Abstract Objective Caloric restriction by intermittent fasting produces several metabolic changes, such as increased insulin sensitivity and use of ketone bodies as energy sources. In humans, intermittent fasting has been studied in hypertension, diabetes, and related conditions, but, to date, not as a strategy to reduce the risk of emergent dementia. In this scoping review, the relevance of intermittent fasting as a potential preventive intervention for Alzheimer’s dementia is explored. Background The beneficial effects of calorie restriction have been documented in animals and humans. Decreased oxidative stress damage and attenuated inflammatory responses are associated with intermittent fasting. These changes have a favorable impact on the vascular endothelium and stress-induced cellular adaptation. Results Physiological alterations associated with fasting have profound implications for pathological mechanisms associated with dementias, particularly Alzheimer’s disease.

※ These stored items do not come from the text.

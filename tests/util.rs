#![allow(dead_code)]

use std::fs;
use std::path::Path;

use secrecy::SecretString;
use selfcert::export::{ExportFormat, FinalFormat};
use selfcert::request::IssuanceRequest;

pub const PASSWORD: &str = "Secr3t!";

pub fn password() -> SecretString {
    SecretString::from(PASSWORD.to_string())
}

pub fn request(
    dir: &Path,
    name: &str,
    export_format: ExportFormat,
    final_format: FinalFormat,
) -> IssuanceRequest {
    IssuanceRequest::builder()
        .common_name(name)
        .export_format(export_format)
        .final_format(final_format)
        .password(password())
        .output_dir(dir)
        .build()
}

/// Sorted names of the regular files directly inside `dir`.
pub fn file_names(dir: &Path) -> Vec<String> {
    let mut names: Vec<String> = fs::read_dir(dir)
        .unwrap()
        .map(|entry| entry.unwrap())
        .filter(|entry| entry.file_type().unwrap().is_file())
        .map(|entry| entry.file_name().to_string_lossy().into_owned())
        .collect();
    names.sort();
    names
}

Compared with ad libitum feeding, caloric restriction in animals was associated with a reduction in β-amyloid accumulation, which is the cardinal pathological marker of Alzheimer’s disease. Animal studies have demonstrated synaptic adaptations in the hippocampus and enhanced cognitive function after fasting, consistent with these theoretical frameworks. Furthermore, vascular dysfunction plays a crucial role in Alzheimer’s disease pathology, and intermittent fasting promotes vascular health. Conclusions These observations lead to a hypothesis that intermittent fasting over the years will potentially reverse or delay the pathological process in Alzheimer’s disease.